Research: Fine Particulate Matter Differs in Seoul, Mexico City

Abstract

Using the Surface Particulate Matter Network (SPARTAN) and Aerosol Robotic Network (AERONET), we investigated the relationship between aerosol chemical composition and optical properties across 14 global sites. The mass concentrations of ammonium sulfate (AS), ammonium nitrate (AN), fine soil (FS), and black carbon (BC) from SPARTAN were collocated with aerosol optical properties (aerosol optical depth (AOD), fine mode fraction (FMF), and single scattering albedo (SSA)) from AERONET. Significant differences in the optical properties of samples from 2016 to 2023 were identified based on the mass and mass ratios of the chemical components. For the BC-FS relationship in the data set used in this study, increased FS mass lowered FMF and dSSABC-FS (SSA440-SSA870) by approximately 0.033 and 0.005 per 1 μg/m3, respectively. Higher ratios of nonabsorbing components (AS and AN) to BC (w = (AS + AN)/(AS + AN + BC)) increased SSA at all wavelengths. The correlation between w and SSA was stronger at longer wavelengths, with SSA440 and SSA1020 increasing by approximately 0.026 and 0.046 per 10% increase in w from the data set, respectivley. Site-specific results showed that dSSAw and rSSA (SSA440/SSA1020) increased as the BC proportion rose (w decreased). This study emphasizes the utility of both dSSA and rSSA, alongside single-wavelength SSA, in understanding aerosol behavior. Integrating columnar optical data with surface-level chemical measurements, the combined SPARTAN and AERONET approach offers valuable insight into aerosol classification, behavior, and atmospheric impacts.

Severe fine dust pollution over Seoul and Mexico City, being composed of the same type of fine particulate matter (PM2.5), exhibits markedly different characteristics. Seoul's air tends to reflect sunlight, contributing to a cooling effect on the Earth, whereas Mexico City's particles are more inclined to absorb sunlight, potentially accelerating global warming.

A research team led by Professor Sang Seo Park from the Department of Civil, Urban, Earth and Environmental Engineering at UNIST analyzed chemical samples and optical data of PM2.5 collected from 14 cities around the world. Their findings reveal notable differences in the optical and chemical characteristics of fine particles in these two urban environments.

According to the study, Seoul's fine particulate matter has a high proportion of sulfate and nitrate compounds, which tend to strongly scatter sunlight, exhibiting a 'reflective (albedo)' nature. In contrast, Mexico City has a relatively higher presence of black carbon-soot-that absorbs sunlight, displaying an 'absorptive' property. This means that, even with the same PM2.5 levels, Seoul's particles reflect sunlight back into space, exerting a cooling influence, while particles in Mexico City absorb solar energy, potentially accelerating local warming.

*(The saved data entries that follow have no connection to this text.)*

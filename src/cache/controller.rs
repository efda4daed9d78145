//! Single-slot refresh cache for the station feed
//!
//! Holds the last transformed FeatureCollection and the time the last fetch was
//! started. The timestamp is advanced when a fetch is *started*, not when it
//! finishes, so a burst of stale requests triggers exactly one upstream call.

use std::sync::{Arc, Mutex, MutexGuard, PoisonError};

use geojson::FeatureCollection;
use tracing::{debug, warn};

use crate::data::FeedSource;
use crate::refresh::{RefreshConfig, RefreshTask};

/// Cached value plus the time the last fetch was started
#[derive(Debug, Default)]
struct CacheEntry {
    /// Epoch millis at which the last refresh cycle was started, `None` before the first
    last_fetch_time_millis: Option<i64>,
    /// Last successfully transformed feed, `None` until the first fetch completes
    value: Option<Arc<FeatureCollection>>,
}

/// Read-only copy of the cache state
#[derive(Debug, Clone)]
pub struct CacheSnapshot {
    /// Epoch millis at which the last refresh cycle was started, 0 if none has
    pub last_fetch_time_millis: i64,
    /// Last successfully transformed feed
    pub value: Option<Arc<FeatureCollection>>,
}

/// What a request should be answered with
pub enum Outcome {
    /// Cache was fresh; answer immediately with this value
    Cached(Option<Arc<FeatureCollection>>),
    /// Cache was stale; a refresh was started and the request should await it
    Refreshing(RefreshTask),
}

/// Time-bounded cache guarding the upstream feed
///
/// The staleness check and the timestamp update happen under one lock, which is
/// never held across an await. Requests arriving while a refresh is in flight
/// see a fresh cache and are served the previous value.
pub struct RefreshCache {
    /// Upstream the refresh cycle fetches from
    source: Arc<dyn FeedSource>,
    /// Staleness window
    refetch_interval_millis: i64,
    /// Shared with in-flight refresh cycles so they can store their result
    entry: Arc<Mutex<CacheEntry>>,
}

impl RefreshCache {
    /// Creates an empty cache: no value, no fetch started yet
    pub fn new(source: Arc<dyn FeedSource>, config: RefreshConfig) -> Self {
        Self {
            source,
            refetch_interval_millis: config.refetch_interval_millis(),
            entry: Arc::new(Mutex::new(CacheEntry::default())),
        }
    }

    /// The staleness window in milliseconds
    pub fn refetch_interval_millis(&self) -> i64 {
        self.refetch_interval_millis
    }

    /// Copies out the current timestamp and value
    pub fn snapshot(&self) -> CacheSnapshot {
        let entry = lock(&self.entry);
        CacheSnapshot {
            last_fetch_time_millis: entry.last_fetch_time_millis.unwrap_or(0),
            value: entry.value.clone(),
        }
    }

    /// Decides how to answer a request arriving at `now_millis`
    ///
    /// The cache is stale when no fetch has ever been started, or when
    /// `now_millis` is strictly past `last_fetch_time_millis + refetch_interval`.
    /// A stale cache is stamped with `now_millis` before the fetch starts.
    ///
    /// If the refresh fails, the stamp is put back to its previous value so the
    /// next request can retry, unless another refresh has stamped it since.
    pub fn handle_request(&self, now_millis: i64) -> Outcome {
        let mut entry = lock(&self.entry);

        if let Some(last_fetch_time_millis) = entry.last_fetch_time_millis {
            let fresh_until = last_fetch_time_millis.saturating_add(self.refetch_interval_millis);
            if now_millis <= fresh_until {
                debug!(now_millis, fresh_until, "serving cached station feed");
                return Outcome::Cached(entry.value.clone());
            }
        }

        let previous_fetch_time_millis = entry.last_fetch_time_millis;
        entry.last_fetch_time_millis = Some(now_millis);
        drop(entry);

        debug!(now_millis, ?previous_fetch_time_millis, "station feed is stale, refreshing");

        let state = Arc::clone(&self.entry);
        let task = RefreshTask::spawn(self.source.fetch(), move |result| {
            let mut entry = lock(&state);
            match result {
                Ok(collection) => entry.value = Some(Arc::clone(collection)),
                Err(_) if entry.last_fetch_time_millis == Some(now_millis) => {
                    warn!(
                        restored_millis = ?previous_fetch_time_millis,
                        "rolling back fetch time after failed refresh"
                    );
                    entry.last_fetch_time_millis = previous_fetch_time_millis;
                }
                Err(_) => {}
            }
        });

        Outcome::Refreshing(task)
    }
}

fn lock(entry: &Mutex<CacheEntry>) -> MutexGuard<'_, CacheEntry> {
    entry.lock().unwrap_or_else(PoisonError::into_inner)
}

Figure 1. Pie charts of the mass ratios of fine particles (AS, AN, and BC) and boxplots of their corresponding (a) dSSAw (SSA440-SSA870), (b) rSSA (SSA440/SSA1020), (c) SSA440, and (d) SSA870 values.

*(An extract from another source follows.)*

//! Wage-offer distributions

mod wage;

pub use wage::{TruncatedWageDistribution, DEGENERATE_MASS};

The research compared chemical composition data (SPARTAN) and optical measurements (AERONET)-a ground-based network that assesses how sunlight is scattered and absorbed as it passes through the atmosphere-from 14 cities worldwide, including Seoul, Beijing, and Mexico City. AERONET data enables estimation of particulate matter concentration based on how much sunlight is dimmed and scattered by atmospheric aerosols.

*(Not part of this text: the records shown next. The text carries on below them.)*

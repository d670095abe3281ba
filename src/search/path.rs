//! Week-indexed solution paths and the builder that fills them backwards

use serde::{Deserialize, Serialize};

use crate::error::{Result, SearchError};

/// Which bound the optimal effort was clamped to
#[derive(Debug, Clone, Copy, PartialEq, Eq, Serialize, Deserialize)]
pub enum EffortCorner {
    /// Unconstrained optimum was below zero; unreachable while the inverse
    /// marginal cost is non-negative
    Lower,
    /// Unconstrained optimum was above one
    Upper,
}

/// Everything solved for a single week
#[derive(Debug, Clone, Copy, PartialEq)]
pub struct WeekSolution {
    pub reservation_wage: f64,
    pub effort: f64,
    pub value: f64,
    pub reemployment_wage: f64,
    pub corner: Option<EffortCorner>,
}

/// Optimal behaviour over weeks `0..=T`
///
/// `reservation_wage` has `T + 2` entries: index `T + 1` is the steady-state
/// boundary. The remaining series have `T + 1` entries.
#[derive(Debug, Clone, PartialEq, Serialize, Deserialize)]
pub struct TimePath {
    horizon: usize,
    reservation_wage: Vec<f64>,
    effort: Vec<f64>,
    value: Vec<f64>,
    reemployment_wage: Vec<f64>,
    corners: Vec<Option<EffortCorner>>,
}

impl TimePath {
    pub fn horizon(&self) -> usize {
        self.horizon
    }

    /// Number of solved weeks, `T + 1`
    pub fn weeks(&self) -> usize {
        self.horizon + 1
    }

    pub fn reservation_wage(&self) -> &[f64] {
        &self.reservation_wage
    }

    pub fn effort(&self) -> &[f64] {
        &self.effort
    }

    pub fn value(&self) -> &[f64] {
        &self.value
    }

    pub fn reemployment_wage(&self) -> &[f64] {
        &self.reemployment_wage
    }

    pub fn corners(&self) -> &[Option<EffortCorner>] {
        &self.corners
    }

    /// Reservation wage at the boundary slot `T + 1`
    pub fn boundary_wage(&self) -> f64 {
        self.reservation_wage[self.horizon + 1]
    }

    /// Weeks where effort sits at a corner, in increasing order
    pub fn corner_weeks(&self) -> Vec<(usize, EffortCorner)> {
        self.corners
            .iter()
            .enumerate()
            .filter_map(|(t, c)| c.map(|corner| (t, corner)))
            .collect()
    }

    pub fn has_corner_solutions(&self) -> bool {
        self.corners.iter().any(Option::is_some)
    }
}

/// Fills a [`TimePath`] strictly from week `T` down to week `0`
///
/// The boundary is fixed at construction. Each push writes the next lower
/// week, so no index can be written twice or out of order.
#[derive(Debug, Clone)]
pub struct TimePathBuilder {
    horizon: usize,
    /// Number of weeks still to fill; the next week written is `remaining - 1`
    remaining: usize,
    reservation_wage: Vec<f64>,
    effort: Vec<f64>,
    value: Vec<f64>,
    reemployment_wage: Vec<f64>,
    corners: Vec<Option<EffortCorner>>,
}

impl TimePathBuilder {
    pub fn new(horizon: usize, boundary_wage: f64) -> Self {
        let weeks = horizon + 1;
        let mut reservation_wage = vec![f64::NAN; weeks + 1];
        reservation_wage[weeks] = boundary_wage;

        Self {
            horizon,
            remaining: weeks,
            reservation_wage,
            effort: vec![f64::NAN; weeks],
            value: vec![f64::NAN; weeks],
            reemployment_wage: vec![f64::NAN; weeks],
            corners: vec![None; weeks],
        }
    }

    /// Week the next push will fill, or `None` once complete
    pub fn next_week(&self) -> Option<usize> {
        self.remaining.checked_sub(1)
    }

    /// Reservation wage one week after the next week to fill
    pub fn continuation_wage(&self) -> f64 {
        self.reservation_wage[self.remaining]
    }

    /// Record the solution for [`next_week`](Self::next_week)
    pub fn push(&mut self, week: WeekSolution) -> Result<usize> {
        let t = self.next_week().ok_or_else(|| {
            SearchError::InvalidParameter("time path already complete".into())
        })?;

        self.reservation_wage[t] = week.reservation_wage;
        self.effort[t] = week.effort;
        self.value[t] = week.value;
        self.reemployment_wage[t] = week.reemployment_wage;
        self.corners[t] = week.corner;
        self.remaining = t;

        Ok(t)
    }

    /// Freeze into an immutable path; every week must have been filled
    pub fn freeze(self) -> Result<TimePath> {
        if self.remaining != 0 {
            return Err(SearchError::InvalidParameter(format!(
                "time path incomplete: weeks 0..{} unfilled",
                self.remaining
            )));
        }

        Ok(TimePath {
            horizon: self.horizon,
            reservation_wage: self.reservation_wage,
            effort: self.effort,
            value: self.value,
            reemployment_wage: self.reemployment_wage,
            corners: self.corners,
        })
    }
}

#[cfg(test)]
mod tests {
    use super::*;

    fn week(w: f64) -> WeekSolution {
        WeekSolution {
            reservation_wage: w,
            effort: 0.5,
            value: w.ln() / 0.001,
            reemployment_wage: w + 1.0,
            corner: None,
        }
    }

    #[test]
    fn test_builder_fills_backwards() {
        let mut builder = TimePathBuilder::new(2, 9.0);
        assert_eq!(builder.next_week(), Some(2));
        assert_eq!(builder.continuation_wage(), 9.0);

        assert_eq!(builder.push(week(8.0)).unwrap(), 2);
        assert_eq!(builder.continuation_wage(), 8.0);
        assert_eq!(builder.push(week(7.0)).unwrap(), 1);
        assert_eq!(builder.push(week(6.0)).unwrap(), 0);
        assert_eq!(builder.next_week(), None);

        let path = builder.freeze().unwrap();
        assert_eq!(path.reservation_wage(), &[6.0, 7.0, 8.0, 9.0]);
        assert_eq!(path.effort().len(), 3);
        assert_eq!(path.boundary_wage(), 9.0);
        assert!(!path.has_corner_solutions());
    }

    #[test]
    fn test_builder_rejects_extra_push() {
        let mut builder = TimePathBuilder::new(0, 5.0);
        builder.push(week(5.0)).unwrap();
        assert!(builder.push(week(4.0)).is_err());
        assert_eq!(builder.freeze().unwrap().boundary_wage(), 5.0);
    }

    #[test]
    fn test_incomplete_path_cannot_freeze() {
        let mut builder = TimePathBuilder::new(3, 5.0);
        builder.push(week(5.0)).unwrap();
        assert!(builder.freeze().is_err());
    }

    #[test]
    fn test_corner_weeks_reported_in_order() {
        let mut builder = TimePathBuilder::new(2, 5.0);
        builder.push(WeekSolution { corner: Some(EffortCorner::Upper), ..week(5.0) }).unwrap();
        builder.push(week(5.0)).unwrap();
        builder.push(WeekSolution { corner: Some(EffortCorner::Upper), ..week(5.0) }).unwrap();

        let path = builder.freeze().unwrap();
        assert_eq!(path.corner_weeks(), vec![(0, EffortCorner::Upper), (2, EffortCorner::Upper)]);
    }
}
//! Load worker types from CSV
//!
//! Expected header: `Name,K,Mu,Sigma,Benefit,Floor,EntryShare`

use super::WorkerType;
use crate::error::Result;
use csv::Reader;
use std::path::Path;

/// Raw CSV row matching the worker-type file columns
#[derive(Debug, serde::Deserialize)]
struct CsvRow {
    #[serde(rename = "Name")]
    name: String,
    #[serde(rename = "K")]
    k: f64,
    #[serde(rename = "Mu")]
    mu: f64,
    #[serde(rename = "Sigma")]
    sigma: f64,
    #[serde(rename = "Benefit")]
    benefit: f64,
    #[serde(rename = "Floor")]
    floor: f64,
    #[serde(rename = "EntryShare")]
    entry_share: f64,
}

impl CsvRow {
    fn to_worker_type(self) -> Result<WorkerType> {
        let worker = WorkerType {
            name: self.name.trim().to_string(),
            k: self.k,
            mu: self.mu,
            sigma: self.sigma,
            benefit_level: self.benefit,
            b_floor: self.floor,
            entry_share: self.entry_share,
        };
        worker.validate()?;
        Ok(worker)
    }
}

/// Load all worker types from a CSV file
pub fn load_worker_types<P: AsRef<Path>>(path: P) -> Result<Vec<WorkerType>> {
    let mut reader = Reader::from_path(path)?;
    let mut workers = Vec::new();

    for result in reader.deserialize() {
        let row: CsvRow = result?;
        workers.push(row.to_worker_type()?);
    }

    Ok(workers)
}

/// Load worker types from any reader (e.g., string buffer)
pub fn load_worker_types_from_reader<R: std::io::Read>(reader: R) -> Result<Vec<WorkerType>> {
    let mut csv_reader = Reader::from_reader(reader);
    let mut workers = Vec::new();

    for result in csv_reader.deserialize() {
        let row: CsvRow = result?;
        workers.push(row.to_worker_type()?);
    }

    Ok(workers)
}

#[cfg(test)]
mod tests {
    use super::*;
    use crate::error::SearchError;

    #[test]
    fn test_load_worker_types() {
        let data = "\
Name,K,Mu,Sigma,Benefit,Floor,EntryShare
high,4,1.7167,0.5498,3.5251,2.0,0.6
low,8,1.5450,0.5498,3.1726,2.0,0.4
";
        let workers = load_worker_types_from_reader(data.as_bytes()).unwrap();
        assert_eq!(workers.len(), 2);
        assert_eq!(workers[0].name, "high");
        assert_eq!(workers[1].k, 8.0);
        assert!((workers[0].entry_share - 0.6).abs() < 1e-12);
    }

    #[test]
    fn test_rejects_invalid_row() {
        let data = "\
Name,K,Mu,Sigma,Benefit,Floor,EntryShare
broken,-1,1.0,0.5,3.0,2.0,1.0
";
        let err = load_worker_types_from_reader(data.as_bytes()).unwrap_err();
        assert!(matches!(err, SearchError::InvalidParameter(_)));
    }

    #[test]
    fn test_rejects_malformed_number() {
        let data = "\
Name,K,Mu,Sigma,Benefit,Floor,EntryShare
high,four,1.0,0.5,3.0,2.0,1.0
";
        let err = load_worker_types_from_reader(data.as_bytes()).unwrap_err();
        assert!(matches!(err, SearchError::Load(_)));
    }
}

Results indicated that a higher ratio of scattering components, such as sulfate and nitrate, correlates with increased Single Scattering Albedo (SSA) values. SSA quantifies the proportion of light reflected versus absorbed by airborne particles; values approaching 1 signify predominantly scattering particles, while lower values indicate higher absorption. The study found that as the number of absorbing components like black carbon increased, SSA decreased, especially at longer wavelengths (870-1020 nm). Additionally, larger amounts of soil dust led to rapid changes in wavelength-dependent scattering properties (dSSA and rSSA).

Sujin Eom, the first author of the study, explained, "This research demonstrates, through direct measurements rather than modeling, how differences in chemical composition influence the optical behavior and climate effects of aerosols. It highlights the importance of considering not just PM2.5 concentrations but also their composition in air quality and climate studies."

Professor Park added, "Our findings establish a basis for indirectly estimating the toxicity differences of fine particles based on their optical properties. This approach can enhance the accuracy of air quality forecasts and inform public health policies."

This joint research was conducted in collaboration with the UNIST Particle Pollution Research and Management Center and published in the journal, Environmental Science & Technology (Impact Factor=11.3) on September 12, 2025.

Journal Reference

Sujin Eom, Sang Seo Park, Xuan Liu, et al., "Impact of Chemical Composition on Aerosol Scattering: Insights from the Surface Particulate Matter Network and Aerosol Robotic Network," Environ. Sci. Technol., (2025).